42. Pour les rares situations dans lesquelles les actions des États membres en matière de financement de la cohésion ne constituent pas la mise en œuvre du droit de l'Union, il devrait toujours être possible pour la Commission d'user de son influence afin de promouvoir le respect de la charte. La Commission est tenue de respecter la Charte dans son intégralité, dans toutes ses activités, y compris dans la distribution et le suivi des Fonds ESI. La Commission devrait interpréter ses droits au titre de la politique de cohésion à la lumière des obligations qui lui incombent en vertu de la charte, dont les principes devraient être compris comme complétant les dispositions du règlement (UE) no 1303/2013. Par conséquent, la Commission devrait veiller à ce que toutes les actions des États membres, qui sont financées au titre de la politique de cohésion de l’UE, respectent les principes des droits fondamentaux, qu’il s’agisse ou non, à proprement parler, d’actions prises dans le cadre de la mise en œuvre du droit de l’UE.

43. Deux remarques s'imposent à cet égard.

44. D'une part, le Médiateur n'est pas d'accord avec l'affirmation de la Commission selon laquelle elle ne pouvait pas subordonner l'approbation des accords de partenariat à l'inclusion d'une clause stipulant le respect des droits de l'homme. Contrairement à ce que soutient la Commission, l’article 15 du règlement (UE) no 1303/2013 n’énumère pas de manière exhaustive les éléments qui doivent figurer dans un tel accord. Il se contente d ' énoncer les prescriptions minimales," y compris" une liste non exhaustive d ' éléments obligatoires. Rien n'empêche la Commission d'ajouter le respect de la Charte en général parmi ces exigences.

45. D’autre part, la Commission devrait interpréter aussi largement que possible les dispositions du règlement qui font spécifiquement référence aux droits fondamentaux reconnus par la charte. Aucune violation de ces dispositions, quelle qu'en soit la forme ou le niveau, ne devrait être admise.

46. Bref, , se résume au fait que la Commission ne devrait pas se permettre de financer, avec l'argent de l'UE, des actions qui ne sont pas conformes aux valeurs les plus élevées de l'Union, c'est-à-dire aux droits, libertés et principes reconnus par la Charte. La Commission soumet régulièrement la coopération avec les pays tiers, qui ne sont pas liés par la Charte, à une clause relative au respect des droits de l'homme. La norme exigée des États membres doit nécessairement être nettement plus élevée.

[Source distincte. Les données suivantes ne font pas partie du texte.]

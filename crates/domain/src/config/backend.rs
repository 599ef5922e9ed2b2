use std::path::PathBuf;

use serde::{Deserialize, Serialize};

// ━━━━━━━━━━━━━━━━━━━━━━━━━━━━━━━━━━━━━━━━━━━━━━━━━━━━━━━━━━━━━━━━━━
// Inference backend
// ━━━━━━━━━━━━━━━━━━━━━━━━━━━━━━━━━━━━━━━━━━━━━━━━━━━━━━━━━━━━━━━━━━

/// The locally hosted, OpenAI-compatible model server.
#[derive(Debug, Clone, Serialize, Deserialize)]
pub struct BackendConfig {
    #[serde(default = "d_base_url")]
    pub base_url: String,
    /// Model identifier sent with each request (and used for the system prompt).
    #[serde(default = "d_model")]
    pub model: String,
    /// Request reasoning output. `None` = enable automatically for
    /// reasoning-capable models.
    #[serde(default)]
    pub reasoning_enabled: Option<bool>,
    /// Connect timeout for backend requests. Streaming reads have no timeout.
    #[serde(default = "d_connect_timeout_ms")]
    pub connect_timeout_ms: u64,
    /// How long a backend status probe result is reused.
    #[serde(default = "d_status_cache_ms")]
    pub status_cache_ms: u64,
    #[serde(default)]
    pub systemd: SystemdConfig,
}

impl Default for BackendConfig {
    fn default() -> Self {
        Self {
            base_url: d_base_url(),
            model: d_model(),
            reasoning_enabled: None,
            connect_timeout_ms: d_connect_timeout_ms(),
            status_cache_ms: d_status_cache_ms(),
            systemd: SystemdConfig::default(),
        }
    }
}

/// The user-level systemd unit that runs the model server.
#[derive(Debug, Clone, Serialize, Deserialize)]
pub struct SystemdConfig {
    #[serde(default = "d_unit")]
    pub unit: String,
    /// Unit file to rewrite. Defaults to `~/.config/systemd/user/<unit>`.
    #[serde(default)]
    pub unit_path: Option<PathBuf>,
    /// Retrieval database passed as `--rag <path>` when augmentation is on.
    #[serde(default)]
    pub rag_path: Option<PathBuf>,
    /// Timeout for each `systemctl` invocation.
    #[serde(default = "d_command_timeout_ms")]
    pub command_timeout_ms: u64,
}

impl Default for SystemdConfig {
    fn default() -> Self {
        Self {
            unit: d_unit(),
            unit_path: None,
            rag_path: None,
            command_timeout_ms: d_command_timeout_ms(),
        }
    }
}

impl SystemdConfig {
    /// Resolved unit file path.
    pub fn resolved_unit_path(&self) -> PathBuf {
        match &self.unit_path {
            Some(p) => p.clone(),
            None => dirs::config_dir()
                .unwrap_or_else(|| PathBuf::from("~/.config"))
                .join("systemd/user")
                .join(&self.unit),
        }
    }
}

fn d_base_url() -> String {
    "http://127.0.0.1:8080".into()
}
fn d_model() -> String {
    "llama3.2".into()
}
fn d_connect_timeout_ms() -> u64 {
    30_000
}
fn d_status_cache_ms() -> u64 {
    2_000
}
fn d_unit() -> String {
    "ramalama.service".into()
}
fn d_command_timeout_ms() -> u64 {
    10_000
}
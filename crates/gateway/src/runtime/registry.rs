//! Shared generation bookkeeping.
//!
//! One lock guards both the current generation id and the pending
//! reconfiguration, so "nothing is active, take the pending request" is a
//! single atomic step.

use parking_lot::Mutex;

use hearth_domain::backend::ReconfigRequest;
use hearth_domain::generation::GenerationId;

/// A reconfiguration request tagged with the order it was received in.
#[derive(Debug, Clone, PartialEq, Eq)]
pub struct Stamped {
    pub seq: u64,
    pub request: ReconfigRequest,
}

impl Stamped {
    pub fn new(seq: u64, request: ReconfigRequest) -> Self {
        Self { seq, request }
    }

    /// Fold two unapplied requests into one. The later one wins; a missing
    /// model swap is inherited from the earlier one.
    pub fn merge(self, other: Stamped) -> Stamped {
        let (newer, older) = if self.seq >= other.seq {
            (self, other)
        } else {
            (other, self)
        };
        Stamped {
            seq: newer.seq,
            request: newer.request.superseding(&older.request),
        }
    }
}

#[derive(Debug, Default)]
struct RegistryState {
    current: Option<GenerationId>,
    pending: Option<Stamped>,
}

/// Tracks which generation is current and which reconfiguration waits for
/// it to finish.
#[derive(Debug, Default)]
pub struct SessionRegistry {
    state: Mutex<RegistryState>,
}

impl SessionRegistry {
    pub fn new() -> Self {
        Self::default()
    }

    /// Make `id` the current generation, superseding any other.
    pub fn set(&self, id: GenerationId) {
        self.state.lock().current = Some(id);
    }

    /// Clear the current generation if it is still `id`. Returns whether it was.
    pub fn clear(&self, id: &GenerationId) -> bool {
        let mut state = self.state.lock();
        if state.current.as_ref() == Some(id) {
            state.current = None;
            true
        } else {
            false
        }
    }

    pub fn is_current(&self, id: &GenerationId) -> bool {
        self.state.lock().current.as_ref() == Some(id)
    }

    pub fn has_active(&self) -> bool {
        self.state.lock().current.is_some()
    }

    pub fn current(&self) -> Option<GenerationId> {
        self.state.lock().current.clone()
    }

    /// Store a reconfiguration to run once no generation is active.
    ///
    /// Last write wins by sequence number, so an older request stored late
    /// never replaces a newer one. A request without a model swap keeps the
    /// model of the request it is merged with.
    pub fn store_pending(&self, req: Stamped) {
        let mut state = self.state.lock();
        let req = match state.pending.take() {
            Some(other) => req.merge(other),
            None => req,
        };
        state.pending = Some(req);
    }

    pub fn pending(&self) -> Option<ReconfigRequest> {
        self.state.lock().pending.as_ref().map(|p| p.request.clone())
    }

    /// Take the pending request, but only while no generation is active.
    pub fn take_pending_if_idle(&self) -> Option<Stamped> {
        let mut state = self.state.lock();
        if state.current.is_some() {
            return None;
        }
        state.pending.take()
    }
}
//! Prompt assembly for one generation.

use hearth_domain::config::GenerationConfig;
use hearth_domain::message::{Message, Turn};
use hearth_providers::reasoning::{display_name, sampling_for, supports_reasoning};
use hearth_providers::ChatRequest;

/// Render the system prompt template for `model`.
pub fn system_prompt(template: &str, model: &str) -> String {
    template.replace("{model_name}", display_name(model))
}

/// Whether to ask `model` for reasoning output. An explicit setting wins;
/// otherwise reasoning follows the model family.
pub fn reasoning_enabled(setting: Option<bool>, model: &str) -> bool {
    setting.unwrap_or_else(|| supports_reasoning(model))
}

/// Build the backend request: system prompt, the newest `context_turns`
/// turns of `context`, then the user message.
pub fn build_request(
    cfg: &GenerationConfig,
    model: &str,
    reasoning: bool,
    context: &[Turn],
    user_message: &str,
) -> ChatRequest {
    let mut messages = Vec::with_capacity(2 + context.len() * 2);
    messages.push(Message::system(system_prompt(&cfg.system_prompt, model)));

    let start = context.len().saturating_sub(cfg.context_turns);
    for turn in &context[start..] {
        messages.push(Message::user(turn.user.as_str()));
        messages.push(Message::assistant(turn.assistant.as_str()));
    }
    messages.push(Message::user(user_message));

    let (temperature, reasoning) = sampling_for(model, reasoning);
    ChatRequest {
        model: model.to_owned(),
        messages,
        temperature: Some(temperature),
        reasoning,
    }
}

#[cfg(test)]
mod tests {
    use super::*;
    use hearth_domain::message::Role;

    fn turns(n: usize) -> Vec<Turn> {
        (0..n).map(|i| Turn::new(format!("q{i}"), format!("a{i}"))).collect()
    }

    #[test]
    fn system_prompt_uses_display_name() {
        let p = system_prompt("Powered by {model_name}.", "ollama://library/qwq:latest");
        assert_eq!(p, "Powered by qwq.");
    }

    #[test]
    fn request_keeps_only_newest_context_turns() {
        let cfg = GenerationConfig::default();
        let req = build_request(&cfg, "llama3.2", false, &turns(8), "hello");

        // system + 5 turns * 2 + user
        assert_eq!(req.messages.len(), 12);
        assert_eq!(req.messages[0].role, Role::System);
        assert_eq!(req.messages[1].content, "q3");
        assert_eq!(req.messages[10].content, "a7");
        assert_eq!(req.messages[11].content, "hello");
        assert_eq!(req.temperature, Some(0.7));
        assert!(!req.reasoning);
    }

    #[test]
    fn reasoning_models_get_lower_temperature_and_flag() {
        let cfg = GenerationConfig::default();
        let req = build_request(&cfg, "deepseek-r1:14b", true, &[], "2+2?");
        assert_eq!(req.temperature, Some(0.6));
        assert!(req.reasoning);
        assert_eq!(req.messages.len(), 2);
    }

    #[test]
    fn reasoning_setting_defaults_to_model_family() {
        assert!(reasoning_enabled(None, "qwq"));
        assert!(!reasoning_enabled(None, "llama3.2"));
        assert!(!reasoning_enabled(Some(false), "qwq"));
    }
}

47. L'enquête d'initiative du Médiateur a impliqué plusieurs catégories de parties prenantes: la Commission, les médiateurs nationaux, les ONG et la plateforme de l'Agence des droits fondamentaux pour la société civile. La Médiatrice estime que sa consultation avec ces parties prenantes fournit une vue d’ensemble solide des questions pertinentes. Sur cette base, la Médiatrice clôt donc son enquête d'initiative et remercie toutes les parties concernées pour leurs commentaires honnêtes, constructifs et précieux. C'est sur la base de ce retour d'information que le Médiateur propose à la Commission les lignes directrices suivantes pour l'amélioration.

Lignes directrices de l'Ombudsman pour l'amélioration

48. La Commission devrait:

i) Définir de manière proactive, en appliquant les critères établis par la Cour de justice, les actions des États membres dans le cadre de la politique de cohésion de l'UE qui sont censées mettre en œuvre le droit de l'UE [25] et appliquer à ces actions le niveau de contrôle le plus strict en termes de respect de la Charte.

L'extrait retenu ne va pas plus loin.